■ **Data**
====

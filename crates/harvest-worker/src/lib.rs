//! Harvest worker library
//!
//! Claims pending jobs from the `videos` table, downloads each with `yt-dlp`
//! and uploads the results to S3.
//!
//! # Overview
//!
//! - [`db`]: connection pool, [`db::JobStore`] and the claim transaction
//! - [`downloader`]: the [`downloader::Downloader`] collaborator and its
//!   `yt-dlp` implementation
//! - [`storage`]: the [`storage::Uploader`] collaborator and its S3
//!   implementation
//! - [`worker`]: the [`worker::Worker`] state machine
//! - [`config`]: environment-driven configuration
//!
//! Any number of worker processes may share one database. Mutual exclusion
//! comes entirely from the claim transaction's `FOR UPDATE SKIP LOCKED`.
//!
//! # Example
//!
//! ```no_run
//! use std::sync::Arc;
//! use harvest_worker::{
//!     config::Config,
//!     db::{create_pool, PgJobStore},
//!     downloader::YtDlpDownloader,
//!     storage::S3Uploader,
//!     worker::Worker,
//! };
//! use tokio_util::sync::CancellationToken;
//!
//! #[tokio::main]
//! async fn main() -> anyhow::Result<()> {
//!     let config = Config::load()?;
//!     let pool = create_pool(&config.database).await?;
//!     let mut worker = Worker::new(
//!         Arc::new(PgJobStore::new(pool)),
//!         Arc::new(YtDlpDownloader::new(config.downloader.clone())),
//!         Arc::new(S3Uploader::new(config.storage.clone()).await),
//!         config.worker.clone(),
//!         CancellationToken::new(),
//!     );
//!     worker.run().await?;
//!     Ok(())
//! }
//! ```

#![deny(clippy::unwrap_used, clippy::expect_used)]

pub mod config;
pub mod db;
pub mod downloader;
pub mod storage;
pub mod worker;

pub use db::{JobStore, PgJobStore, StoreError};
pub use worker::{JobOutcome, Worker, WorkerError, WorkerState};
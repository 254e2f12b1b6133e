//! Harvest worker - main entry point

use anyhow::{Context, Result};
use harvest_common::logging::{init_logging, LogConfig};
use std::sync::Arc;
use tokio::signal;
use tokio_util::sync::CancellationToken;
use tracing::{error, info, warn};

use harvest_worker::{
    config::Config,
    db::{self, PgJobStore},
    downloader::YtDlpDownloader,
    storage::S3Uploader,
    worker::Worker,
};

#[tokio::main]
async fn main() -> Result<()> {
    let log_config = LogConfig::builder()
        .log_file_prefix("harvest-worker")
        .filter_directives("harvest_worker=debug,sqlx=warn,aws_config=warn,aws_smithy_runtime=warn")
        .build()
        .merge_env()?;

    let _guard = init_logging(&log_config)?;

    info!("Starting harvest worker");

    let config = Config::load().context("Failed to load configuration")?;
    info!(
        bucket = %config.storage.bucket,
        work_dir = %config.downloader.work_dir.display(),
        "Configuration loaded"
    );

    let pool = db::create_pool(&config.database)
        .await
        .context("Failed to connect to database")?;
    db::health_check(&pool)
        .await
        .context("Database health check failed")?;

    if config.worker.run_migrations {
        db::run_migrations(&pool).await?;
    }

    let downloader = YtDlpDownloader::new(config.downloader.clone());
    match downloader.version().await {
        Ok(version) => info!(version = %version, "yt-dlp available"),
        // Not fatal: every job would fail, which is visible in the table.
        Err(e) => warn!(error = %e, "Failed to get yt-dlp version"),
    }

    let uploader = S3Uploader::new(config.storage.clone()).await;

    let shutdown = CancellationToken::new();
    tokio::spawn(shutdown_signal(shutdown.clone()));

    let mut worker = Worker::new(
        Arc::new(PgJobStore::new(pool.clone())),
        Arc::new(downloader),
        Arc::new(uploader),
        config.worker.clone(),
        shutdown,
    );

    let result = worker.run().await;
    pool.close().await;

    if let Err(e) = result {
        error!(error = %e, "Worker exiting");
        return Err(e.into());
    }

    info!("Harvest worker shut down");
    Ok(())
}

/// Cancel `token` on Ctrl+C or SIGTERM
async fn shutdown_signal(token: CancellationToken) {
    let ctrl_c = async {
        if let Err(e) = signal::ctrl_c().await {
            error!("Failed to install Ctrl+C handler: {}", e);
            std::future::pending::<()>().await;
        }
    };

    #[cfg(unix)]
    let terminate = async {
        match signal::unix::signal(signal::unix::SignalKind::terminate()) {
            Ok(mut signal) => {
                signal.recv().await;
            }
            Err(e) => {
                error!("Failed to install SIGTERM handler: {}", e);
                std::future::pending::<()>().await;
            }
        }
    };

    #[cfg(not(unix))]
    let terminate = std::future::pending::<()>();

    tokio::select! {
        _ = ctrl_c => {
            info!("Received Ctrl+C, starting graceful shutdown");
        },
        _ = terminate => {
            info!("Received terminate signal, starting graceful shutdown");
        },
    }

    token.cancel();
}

====

■ **Required action**
Within the entries above, work out the number of lines that include the string "anyhow" and give only that.

■ **Solved problem**
2